Return each line in the records below that includes "rotated".

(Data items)
* * * *
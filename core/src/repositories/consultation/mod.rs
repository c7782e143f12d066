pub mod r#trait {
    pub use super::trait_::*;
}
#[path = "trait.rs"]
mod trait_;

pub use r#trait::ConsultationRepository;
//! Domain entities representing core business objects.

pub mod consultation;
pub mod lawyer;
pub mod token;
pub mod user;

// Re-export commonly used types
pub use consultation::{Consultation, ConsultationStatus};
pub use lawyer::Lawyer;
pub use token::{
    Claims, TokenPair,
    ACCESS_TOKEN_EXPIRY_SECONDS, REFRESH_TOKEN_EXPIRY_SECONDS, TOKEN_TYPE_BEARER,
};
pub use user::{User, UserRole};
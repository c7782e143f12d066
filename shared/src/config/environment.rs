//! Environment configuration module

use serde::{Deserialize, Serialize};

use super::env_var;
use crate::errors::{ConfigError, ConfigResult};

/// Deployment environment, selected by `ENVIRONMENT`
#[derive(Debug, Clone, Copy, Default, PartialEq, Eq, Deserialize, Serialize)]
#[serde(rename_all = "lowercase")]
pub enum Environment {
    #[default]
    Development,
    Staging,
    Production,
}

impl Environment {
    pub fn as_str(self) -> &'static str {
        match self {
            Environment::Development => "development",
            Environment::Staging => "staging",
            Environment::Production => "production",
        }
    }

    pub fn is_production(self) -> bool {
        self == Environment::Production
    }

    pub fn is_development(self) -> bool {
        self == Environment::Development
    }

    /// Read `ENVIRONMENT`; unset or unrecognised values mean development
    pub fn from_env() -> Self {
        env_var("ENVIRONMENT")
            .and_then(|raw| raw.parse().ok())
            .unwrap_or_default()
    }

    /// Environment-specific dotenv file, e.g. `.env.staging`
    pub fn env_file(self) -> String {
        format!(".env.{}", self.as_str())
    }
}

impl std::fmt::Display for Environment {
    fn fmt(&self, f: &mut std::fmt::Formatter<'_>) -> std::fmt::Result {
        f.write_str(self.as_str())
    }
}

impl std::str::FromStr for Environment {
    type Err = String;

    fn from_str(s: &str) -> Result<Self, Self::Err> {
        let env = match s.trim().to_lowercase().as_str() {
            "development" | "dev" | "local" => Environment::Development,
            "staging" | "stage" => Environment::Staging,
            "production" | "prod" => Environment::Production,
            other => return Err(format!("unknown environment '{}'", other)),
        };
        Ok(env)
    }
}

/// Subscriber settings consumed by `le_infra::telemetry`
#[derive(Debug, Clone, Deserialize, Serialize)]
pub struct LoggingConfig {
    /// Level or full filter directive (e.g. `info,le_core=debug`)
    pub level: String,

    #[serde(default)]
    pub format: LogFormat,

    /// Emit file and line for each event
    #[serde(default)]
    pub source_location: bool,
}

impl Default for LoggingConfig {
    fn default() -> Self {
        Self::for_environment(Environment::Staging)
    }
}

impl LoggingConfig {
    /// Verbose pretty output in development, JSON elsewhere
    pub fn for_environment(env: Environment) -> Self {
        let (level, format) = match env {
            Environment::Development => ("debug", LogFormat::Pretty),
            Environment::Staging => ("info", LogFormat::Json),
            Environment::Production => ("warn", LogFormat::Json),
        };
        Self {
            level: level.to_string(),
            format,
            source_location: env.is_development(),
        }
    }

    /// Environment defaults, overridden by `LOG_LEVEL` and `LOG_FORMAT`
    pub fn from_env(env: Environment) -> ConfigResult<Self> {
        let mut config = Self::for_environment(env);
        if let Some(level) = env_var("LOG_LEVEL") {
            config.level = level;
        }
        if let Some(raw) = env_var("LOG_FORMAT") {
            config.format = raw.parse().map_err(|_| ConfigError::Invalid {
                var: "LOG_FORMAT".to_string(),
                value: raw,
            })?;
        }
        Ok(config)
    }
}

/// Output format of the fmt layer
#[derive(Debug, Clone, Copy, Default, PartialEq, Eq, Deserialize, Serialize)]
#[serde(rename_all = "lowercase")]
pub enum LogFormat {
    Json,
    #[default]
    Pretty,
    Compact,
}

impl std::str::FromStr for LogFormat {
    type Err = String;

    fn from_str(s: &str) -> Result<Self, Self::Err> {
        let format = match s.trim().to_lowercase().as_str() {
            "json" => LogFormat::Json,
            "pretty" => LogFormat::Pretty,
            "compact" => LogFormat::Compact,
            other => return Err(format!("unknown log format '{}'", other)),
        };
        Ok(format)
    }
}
* * * *
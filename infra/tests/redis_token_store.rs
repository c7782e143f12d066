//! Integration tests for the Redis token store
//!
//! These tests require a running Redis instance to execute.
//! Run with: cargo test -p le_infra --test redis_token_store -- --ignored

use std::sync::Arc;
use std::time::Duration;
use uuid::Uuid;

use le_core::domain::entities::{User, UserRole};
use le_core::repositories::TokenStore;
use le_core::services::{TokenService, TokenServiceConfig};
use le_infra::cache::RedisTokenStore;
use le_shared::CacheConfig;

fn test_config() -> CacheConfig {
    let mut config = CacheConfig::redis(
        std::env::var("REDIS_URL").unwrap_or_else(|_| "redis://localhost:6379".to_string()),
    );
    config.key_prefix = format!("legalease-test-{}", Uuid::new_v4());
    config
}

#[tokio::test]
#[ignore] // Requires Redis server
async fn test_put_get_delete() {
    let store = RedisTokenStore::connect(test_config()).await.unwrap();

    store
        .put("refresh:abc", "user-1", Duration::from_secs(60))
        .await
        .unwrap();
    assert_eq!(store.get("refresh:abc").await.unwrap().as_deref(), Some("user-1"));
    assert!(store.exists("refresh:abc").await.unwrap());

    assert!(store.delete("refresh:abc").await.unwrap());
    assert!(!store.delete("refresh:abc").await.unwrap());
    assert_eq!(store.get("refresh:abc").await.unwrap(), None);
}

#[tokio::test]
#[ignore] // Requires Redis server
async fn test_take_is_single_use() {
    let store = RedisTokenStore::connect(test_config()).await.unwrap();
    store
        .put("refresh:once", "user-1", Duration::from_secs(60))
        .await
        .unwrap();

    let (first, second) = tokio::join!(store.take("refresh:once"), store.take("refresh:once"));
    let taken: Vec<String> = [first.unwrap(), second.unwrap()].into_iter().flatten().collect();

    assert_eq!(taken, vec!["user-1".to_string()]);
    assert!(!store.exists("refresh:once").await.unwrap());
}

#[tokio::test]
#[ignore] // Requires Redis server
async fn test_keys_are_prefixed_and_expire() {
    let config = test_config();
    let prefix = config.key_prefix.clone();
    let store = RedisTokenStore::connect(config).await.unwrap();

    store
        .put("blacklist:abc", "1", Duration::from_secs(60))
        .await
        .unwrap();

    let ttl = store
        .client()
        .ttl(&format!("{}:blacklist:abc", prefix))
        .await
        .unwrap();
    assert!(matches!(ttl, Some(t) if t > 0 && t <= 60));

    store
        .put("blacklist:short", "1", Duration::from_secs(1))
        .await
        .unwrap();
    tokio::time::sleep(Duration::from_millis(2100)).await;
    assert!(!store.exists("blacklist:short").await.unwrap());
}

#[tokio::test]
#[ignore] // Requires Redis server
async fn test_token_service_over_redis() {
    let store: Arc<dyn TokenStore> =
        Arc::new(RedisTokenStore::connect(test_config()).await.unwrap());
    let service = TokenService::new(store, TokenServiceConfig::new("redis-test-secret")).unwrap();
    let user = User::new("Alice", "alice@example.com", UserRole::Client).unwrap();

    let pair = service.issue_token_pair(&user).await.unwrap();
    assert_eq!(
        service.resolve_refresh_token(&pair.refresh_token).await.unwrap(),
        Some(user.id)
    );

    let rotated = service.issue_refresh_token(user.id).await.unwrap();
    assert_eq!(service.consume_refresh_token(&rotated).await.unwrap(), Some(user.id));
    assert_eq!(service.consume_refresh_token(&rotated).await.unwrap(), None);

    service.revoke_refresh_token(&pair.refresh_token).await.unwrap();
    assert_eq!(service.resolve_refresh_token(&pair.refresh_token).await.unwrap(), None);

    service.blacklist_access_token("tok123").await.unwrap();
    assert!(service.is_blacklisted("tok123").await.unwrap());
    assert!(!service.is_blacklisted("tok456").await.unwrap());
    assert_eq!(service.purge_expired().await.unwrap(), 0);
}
* * * *
» **Result of this task**:
    let rotated = service.issue_refresh_token(user.id).await.unwrap();
    assert_eq!(service.consume_refresh_token(&rotated).await.unwrap(), Some(user.id));
    assert_eq!(service.consume_refresh_token(&rotated).await.unwrap(), None);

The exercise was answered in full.